(Saved entries)
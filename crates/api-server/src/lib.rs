use axum::{
    routing::{get, post, put},
    Router,
};
use std::future::Future;
use tokio::net::TcpListener;
use tower_http::cors::CorsLayer;
use tower_http::trace::TraceLayer;
use tracing::info;

pub mod error;
pub mod handlers;
pub mod state;

pub use error::ApiError;
pub use state::AppState;

use handlers::{auth, catalog, orders, system};

/// Builds the HTTP surface of the store.
pub fn router(state: AppState) -> Router {
    Router::new()
        // Orders
        .route("/api/orders", post(orders::place_order).get(orders::list_orders))
        .route("/api/orders/user/:user_id", get(orders::orders_for_user))
        .route("/api/orders/:order_id", put(orders::update_status))

        // Catalog
        .route("/api/products", get(catalog::list_products).post(catalog::create_product))
        .route("/api/categories", get(catalog::list_categories).post(catalog::create_category))

        // Identity, served under both prefixes
        .route("/api/auth/register", post(auth::register))
        .route("/api/auth/login", post(auth::login))
        .route("/api/users/register", post(auth::register))
        .route("/api/users/login", post(auth::login))

        // System
        .route("/", get(system::banner))
        .route("/health", get(system::health_check))
        .layer(CorsLayer::permissive())
        .layer(TraceLayer::new_for_http())
        .with_state(state)
}

/// Serves until `shutdown` resolves, then lets in-flight requests finish.
pub async fn serve<F>(listener: TcpListener, state: AppState, shutdown: F) -> std::io::Result<()>
where
    F: Future<Output = ()> + Send + 'static,
{
    if let Ok(address) = listener.local_addr() {
        info!("🌐 API Server listening on http://{}", address);
    }
    info!("📖 API Documentation:");
    info!("   POST /api/orders                 - Place an order");
    info!("   GET  /api/orders                 - List all orders (admin)");
    info!("   GET  /api/orders/user/:user_id   - List a user's orders");
    info!("   PUT  /api/orders/:order_id       - Update order status");
    info!("   GET  /api/products               - Search products");
    info!("   POST /api/products               - Create product");
    info!("   GET  /api/categories             - List categories");
    info!("   POST /api/categories             - Create category");
    info!("   POST /api/auth/register          - Register (also /api/users/register)");
    info!("   POST /api/auth/login             - Log in (also /api/users/login)");
    info!("   GET  /health                     - Health check");

    axum::serve(listener, router(state))
        .with_graceful_shutdown(shutdown)
        .await
}
//! The dual ground/road motion model
//!
//! One estimator per time step: both filters are rebuilt around the step's
//! `Δt`, with process noise shaped by the covariance factor `F(Δt)` so that a
//! single acceleration-noise parameter scales consistently across step
//! sizes. Road-mode measurement goes the long way around — lift to ground,
//! fold in the observation, project back — because observations live in the
//! plane, not on the path.

use nalgebra::allocator::Allocator;
use nalgebra::{Const, DefaultAllocator, DimDiff, DimSub, SMatrix, SVector, U1};
use rand::Rng;
use rand_distr::{Distribution, StandardNormal};

use crate::models::observation::GpsObservation;
use crate::paths::projection::{ground_belief_from_road, road_belief_from_ground};
use crate::paths::{PathState, PathStateBelief};
use crate::types::gaussian::{GaussianBelief, TruncatedGaussian};
use crate::types::spaces::{GroundSpace, GroundState, ObsSpace, RoadState};
use crate::types::svd::{diagonal_sqrt, SvdCovariance, SVD_FLOOR};
use crate::types::transforms::{ground_observation, road_observation};
use crate::{Result, TrackingError};

use super::kalman::SvdKalmanFilter;

/// Fixed road-measurement error `diag(50, 0)`: the position component models
/// inaccuracy in the mapped edge geometry, the velocity component is zero
/// because velocity is never measured directly on-road.
pub fn road_measurement_error() -> SvdCovariance<2> {
    SvdCovariance::from_diagonal(&nalgebra::vector![50.0, 0.0])
}

// ============================================================================
// Model matrices
// ============================================================================

/// Ground transition `A_g(Δt)`: identity with `A[0,1] = A[2,3] = Δt`.
pub fn ground_transition_matrix(dt: f64) -> SMatrix<f64, 4, 4> {
    let mut a = SMatrix::identity();
    a[(0, 1)] = dt;
    a[(2, 3)] = dt;
    a
}

/// Road transition `A_r(Δt)`: identity with `A[0,1] = Δt`.
pub fn road_transition_matrix(dt: f64) -> SMatrix<f64, 2, 2> {
    let mut a = SMatrix::identity();
    a[(0, 1)] = dt;
    a
}

/// Ground covariance factor `F_g(Δt)` mapping 2-D acceleration noise into
/// the 4-D state.
pub fn ground_covariance_factor(dt: f64) -> SMatrix<f64, 4, 2> {
    nalgebra::matrix![
        dt * dt / 2.0, 0.0;
        dt, 0.0;
        0.0, dt * dt / 2.0;
        0.0, dt
    ]
}

/// Road covariance factor `F_r(Δt)` mapping scalar acceleration noise into
/// the 2-D state.
pub fn road_covariance_factor(dt: f64) -> SMatrix<f64, 2, 1> {
    nalgebra::matrix![
        dt * dt / 2.0;
        dt
    ]
}

/// Left inverse of [`ground_covariance_factor`], recovering acceleration
/// noise from a state residual.
pub fn ground_covariance_factor_left_inv(dt: f64) -> SMatrix<f64, 2, 4> {
    nalgebra::matrix![
        1.0 / (dt * dt), 1.0 / (2.0 * dt), 0.0, 0.0;
        0.0, 0.0, 1.0 / (dt * dt), 1.0 / (2.0 * dt)
    ]
}

/// Left inverse of [`road_covariance_factor`].
pub fn road_covariance_factor_left_inv(dt: f64) -> SMatrix<f64, 1, 2> {
    nalgebra::matrix![1.0 / (dt * dt), 1.0 / (2.0 * dt)]
}

/// Process covariance `F·√Q·(F·√Q)ᵀ` in factored form. `Q` is read as a
/// diagonal (off-diagonal mass is ignored, matching the diagonal noise
/// parameterization of the learners).
fn state_covariance<const N: usize, const K: usize>(
    factor: &SMatrix<f64, N, K>,
    q: &SMatrix<f64, K, K>,
) -> SvdCovariance<N>
where
    Const<N>: DimSub<U1>,
    DefaultAllocator: Allocator<DimDiff<Const<N>, U1>>,
{
    let diag_sqrt: SVector<f64, K> = diagonal_sqrt(&q.diagonal());
    let sq = SMatrix::<f64, K, K>::from_diagonal(&diag_sqrt);
    let b: SMatrix<f64, N, K> = factor * sq;
    SvdCovariance::from_full(b * b.transpose())
}

// ============================================================================
// MotionEstimator
// ============================================================================

/// The two linear dynamical systems of one time step.
#[derive(Debug, Clone)]
pub struct MotionEstimator {
    dt: f64,
    ground_filter: SvdKalmanFilter<4, 2>,
    road_filter: SvdKalmanFilter<2, 1>,
    off_road_q: SvdCovariance<2>,
}

impl MotionEstimator {
    /// Builds both filters for a time step.
    ///
    /// `off_road_q` is the 2-D ground acceleration-noise covariance,
    /// `on_road_q` the scalar road acceleration noise, `observation_cov` the
    /// current GPS error estimate.
    pub fn new(
        dt: f64,
        off_road_q: &SMatrix<f64, 2, 2>,
        on_road_q: &SMatrix<f64, 1, 1>,
        observation_cov: &SvdCovariance<2>,
    ) -> Result<Self> {
        if dt <= 0.0 {
            return Err(TrackingError::Contract(format!(
                "motion estimator needs a positive time delta, got {dt}"
            )));
        }

        let ground_filter = SvdKalmanFilter::new(
            ground_transition_matrix(dt),
            *ground_observation().as_matrix(),
            state_covariance(&ground_covariance_factor(dt), off_road_q),
            observation_cov.clone(),
        );

        let or = road_observation();
        let road_meas = road_measurement_error().transform(or.as_matrix());
        let road_filter = SvdKalmanFilter::new(
            road_transition_matrix(dt),
            *or.as_matrix(),
            state_covariance(&road_covariance_factor(dt), on_road_q),
            road_meas,
        );

        Ok(Self {
            dt,
            ground_filter,
            road_filter,
            off_road_q: SvdCovariance::from_full(*off_road_q),
        })
    }

    #[inline]
    pub fn dt(&self) -> f64 {
        self.dt
    }

    #[inline]
    pub fn ground_filter(&self) -> &SvdKalmanFilter<4, 2> {
        &self.ground_filter
    }

    #[inline]
    pub fn road_filter(&self) -> &SvdKalmanFilter<2, 1> {
        &self.road_filter
    }

    /// The initial ground belief for a first observation: position centered
    /// on the fix perturbed by observation noise, velocity seeded from the
    /// previous fix when one is linked.
    pub fn initial_ground_belief<R: Rng + ?Sized>(
        &self,
        obs: &GpsObservation,
        rng: &mut R,
    ) -> GaussianBelief<4, GroundSpace> {
        let mut belief: GaussianBelief<4, GroundSpace> = self.ground_filter.create_initial();

        let mut z = SVector::<f64, 2>::zeros();
        for v in z.iter_mut() {
            *v = StandardNormal.sample(rng);
        }
        let noise = self
            .ground_filter
            .measurement_noise()
            .sqrt_factor()
            .transpose()
            * z;

        let projected = obs.projected_point();
        belief.mean.set_index(0, projected.index(0) + noise[0]);
        belief.mean.set_index(2, projected.index(1) + noise[1]);

        if let Some(prev) = obs.previous_observation() {
            let dt = obs.timestamp() - prev.timestamp();
            if dt > 0.0 {
                let diff = projected.clone() - prev.projected_point().clone();
                belief.mean.set_index(1, diff.index(0) / dt);
                belief.mean.set_index(3, diff.index(1) / dt);
            }
        }

        belief
    }

    /// Prediction in the belief's own regime, with arc-length truncation for
    /// road beliefs: a predicted mean below the path start is pinned to zero
    /// with the variance of the `[0, ∞)`-truncated Gaussian, one beyond the
    /// path end is clamped to the end.
    pub fn predict(&self, belief: &PathStateBelief) -> Result<PathStateBelief> {
        match belief {
            PathStateBelief::Ground(ground) => {
                Ok(PathStateBelief::Ground(self.ground_filter.predict(ground)))
            }
            PathStateBelief::OnRoad { path, belief } => {
                let mut predicted = self.road_filter.predict(belief);

                let sign = path.direction_sign();
                let along = sign * predicted.mean.index(0);
                let total = path.total_path_distance().abs();

                if along < 0.0 {
                    let variance = predicted.covariance.as_full()[(0, 0)];
                    if variance > SVD_FLOOR {
                        let truncated = TruncatedGaussian::new(along, variance, 0.0);
                        let mut full = predicted.covariance.as_full();
                        full[(0, 0)] = truncated.truncated_variance();
                        predicted.covariance = SvdCovariance::from_full(full);
                    }
                    predicted.mean.set_index(0, 0.0);
                } else if along > total {
                    predicted.mean.set_index(0, sign * total);
                }

                Ok(PathStateBelief::on_road(path.clone(), predicted))
            }
        }
    }

    /// Measurement against a projected GPS position.
    ///
    /// Road beliefs are lifted to ground, measured there, and projected back
    /// onto their path.
    pub fn measure(
        &self,
        belief: &PathStateBelief,
        observation: &crate::types::spaces::ObsVector,
    ) -> Result<PathStateBelief> {
        match belief {
            PathStateBelief::Ground(ground) => {
                let updated = self.ground_filter.measure(ground, observation)?;
                Ok(PathStateBelief::Ground(updated))
            }
            PathStateBelief::OnRoad { path, belief } => {
                let edge = path.edge_for_distance(belief.mean.index(0));
                let ground = ground_belief_from_road(belief, edge, false, false)?;
                let updated = self.ground_filter.measure(&ground, observation)?;
                let road = road_belief_from_ground(
                    &updated,
                    path.geometry(),
                    path.is_backward(),
                    None,
                    false,
                    None,
                    None,
                )?;
                Ok(PathStateBelief::on_road(path.clone(), road))
            }
        }
    }

    /// The measurement distribution of a belief in observation space:
    /// `N(O_g·μ, O_g·Σ·O_gᵀ + Q_obs)`.
    pub fn observation_distribution(
        &self,
        belief: &PathStateBelief,
    ) -> Result<GaussianBelief<2, ObsSpace>> {
        let ground = belief.ground_belief()?;
        let og = ground_observation();

        let mean = og.apply(&ground.mean);
        let covariance = ground
            .covariance
            .transform(og.as_matrix())
            .add(self.ground_filter.measurement_noise());

        Ok(GaussianBelief::new(mean, covariance))
    }

    /// Adds a sample of the state-transition noise to a state.
    ///
    /// Ground states receive `F_g·q`, `q ~ N(0, Q)`. Road states sample from
    /// the truncated road Gaussian lower-bounded at the current arc-length,
    /// so the sampled state never backs up the path.
    pub fn sample_state_transition_error<R: Rng + ?Sized>(
        &self,
        state: &PathState,
        rng: &mut R,
    ) -> PathState {
        match state {
            PathState::Ground(ground) => {
                if self.off_road_q.is_zero() {
                    return state.clone();
                }
                let mut z = SVector::<f64, 2>::zeros();
                for v in z.iter_mut() {
                    *v = StandardNormal.sample(rng);
                }
                let q_sample = self.off_road_q.sqrt_factor().transpose() * z;
                let error = ground_covariance_factor(self.dt) * q_sample;
                PathState::Ground(GroundState::from_svector(ground.as_svector() + error))
            }
            PathState::OnRoad { path, state } => {
                let sigma = self.road_filter.process_noise().as_full();
                if sigma.norm() <= SVD_FLOOR {
                    return PathState::OnRoad {
                        path: path.clone(),
                        state: state.clone(),
                    };
                }

                let s = state.index(0);
                let v = state.index(1);

                // Sample velocity marginally, then arc-length conditionally,
                // truncated below the current position.
                let var_v = sigma[(1, 1)];
                let new_v = if var_v > SVD_FLOOR {
                    let z: f64 = StandardNormal.sample(rng);
                    v + var_v.sqrt() * z
                } else {
                    v
                };

                let (cond_mean, cond_var) = if var_v > SVD_FLOOR {
                    (
                        s + sigma[(0, 1)] / var_v * (new_v - v),
                        sigma[(0, 0)] - sigma[(0, 1)] * sigma[(0, 1)] / var_v,
                    )
                } else {
                    (s, sigma[(0, 0)])
                };

                let new_s = if cond_var > SVD_FLOOR {
                    TruncatedGaussian::new(cond_mean, cond_var, s).sample(rng)
                } else {
                    cond_mean.max(s)
                };

                PathState::on_road(path.clone(), RoadState::from_array([new_s, new_v]))
            }
        }
    }
}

#### WHAT YOU NEED TO DO:
The lines above, starting at the one with "let or = road_observation();" and ending at the one with "one is linked.", are the only ones to return, exactly as written.

#### THE COMPLETED TASK:
        let or = road_observation();
        let road_meas = road_measurement_error().transform(or.as_matrix());
        let road_filter = SvdKalmanFilter::new(
            road_transition_matrix(dt),
            *or.as_matrix(),
            state_covariance(&road_covariance_factor(dt), on_road_q),
            road_meas,
        );

        Ok(Self {
            dt,
            ground_filter,
            road_filter,
            off_road_q: SvdCovariance::from_full(*off_road_q),
        })
    }

    #[inline]
    pub fn dt(&self) -> f64 {
        self.dt
    }

    #[inline]
    pub fn ground_filter(&self) -> &SvdKalmanFilter<4, 2> {
        &self.ground_filter
    }

    #[inline]
    pub fn road_filter(&self) -> &SvdKalmanFilter<2, 1> {
        &self.road_filter
    }

    /// The initial ground belief for a first observation: position centered
    /// on the fix perturbed by observation noise, velocity seeded from the
    /// previous fix when one is linked.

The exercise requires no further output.